◆ EXERCISE
Could you return every line of the material that contains the word "ClusterIndex"?

◆ EXTRACTED MATERIAL
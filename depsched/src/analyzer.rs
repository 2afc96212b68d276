//! Dependency Analyzer: for every cluster, a bitset of the other clusters its
//! objects merely read from.
//!
//! Each cluster's bitset is written by exactly one task and nothing else
//! touches that memory while it is, so this is an embarrassingly parallel
//! map over clusters.

use crate::cluster::Cluster;
use crate::depset::{self, DepSet};
use crate::error::Error;
use crate::object::Object;
use rayon::prelude::*;

pub fn analyze<O: Object + Sync>(objects: &[O], clusters: &[Cluster<'_>]) -> Result<Vec<DepSet>, Error> {
    if clusters.len() > depset::MAX_CLUSTERS {
        return Err(Error::CapacityExceeded { attempted: clusters.len(), limit: depset::MAX_CLUSTERS });
    }

    let dep_sets = clusters
        .par_iter()
        .map(|cluster| {
            let mut set = DepSet::new();
            if cluster.is_empty() {
                return set;
            }
            for obj_idx in cluster.objects() {
                objects[obj_idx].enumerate_const_dependencies(&mut set, objects);
            }
            set.clear_bit(cluster.index().index());
            set
        })
        .collect();

    Ok(dep_sets)
}

#[cfg(test)]
mod tests {
    use super::*;
    use crate::chunk::{ChunkPool, ChunkStack};
    use crate::cluster::Builder;
    use crate::object::{ClusterIndex, ObjectRef};

    struct Reader {
        reads: Vec<ObjectRef>,
        handle: ClusterIndex,
    }

    impl Object for Reader {
        fn enumerate_mutable_dependencies(&self, _out: &mut ChunkStack<'_, ObjectRef>) {}

        fn enumerate_const_dependencies(&self, out: &mut DepSet, population: &[Self]) {
            for &dep in &self.reads {
                out.set(population[dep].cluster_handle().index());
            }
        }

        fn task(&mut self) {}

        fn cluster_handle(&self) -> ClusterIndex {
            self.handle
        }

        fn set_cluster_handle(&mut self, handle: ClusterIndex) {
            self.handle = handle;
        }
    }

    #[test]
    fn singleton_clusters_see_each_others_reads() {
        let pool = ChunkPool::new(16);
        let mut objects = vec![
            Reader { reads: vec![1], handle: ClusterIndex::NULL },
            Reader { reads: vec![0], handle: ClusterIndex::NULL },
            Reader { reads: vec![], handle: ClusterIndex::NULL },
        ];
        let builder = Builder::new(&pool);
        let clusters = builder.build(&mut objects).unwrap();
        assert_eq!(clusters.len(), 3);

        let dep_sets = analyze(&objects, &clusters).unwrap();
        let c0 = objects[0].cluster_handle().index();
        let c1 = objects[1].cluster_handle().index();
        assert!(dep_sets[c0].contains(c1));
        assert!(dep_sets[c1].contains(c0));
        assert!(!dep_sets[c0].contains(c0));
    }

    #[test]
    fn a_cluster_never_depends_on_itself() {
        let pool = ChunkPool::new(16);
        let mut objects = vec![
            Reader { reads: vec![1], handle: ClusterIndex::NULL },
            Reader { reads: vec![0], handle: ClusterIndex::NULL },
        ];
        let builder = Builder::new(&pool);
        let clusters = builder.build(&mut objects).unwrap();
        assert_eq!(clusters.len(), 1);
        let dep_sets = analyze(&objects, &clusters).unwrap();
        assert!(dep_sets[0].is_empty());
    }
}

◆ PROBLEM SOLUTION
    use crate::object::{ClusterIndex, ObjectRef};
        handle: ClusterIndex,
        fn cluster_handle(&self) -> ClusterIndex {
        fn set_cluster_handle(&mut self, handle: ClusterIndex) {
            Reader { reads: vec![1], handle: ClusterIndex::NULL },
            Reader { reads: vec![0], handle: ClusterIndex::NULL },
            Reader { reads: vec![], handle: ClusterIndex::NULL },
            Reader { reads: vec![1], handle: ClusterIndex::NULL },
            Reader { reads: vec![0], handle: ClusterIndex::NULL },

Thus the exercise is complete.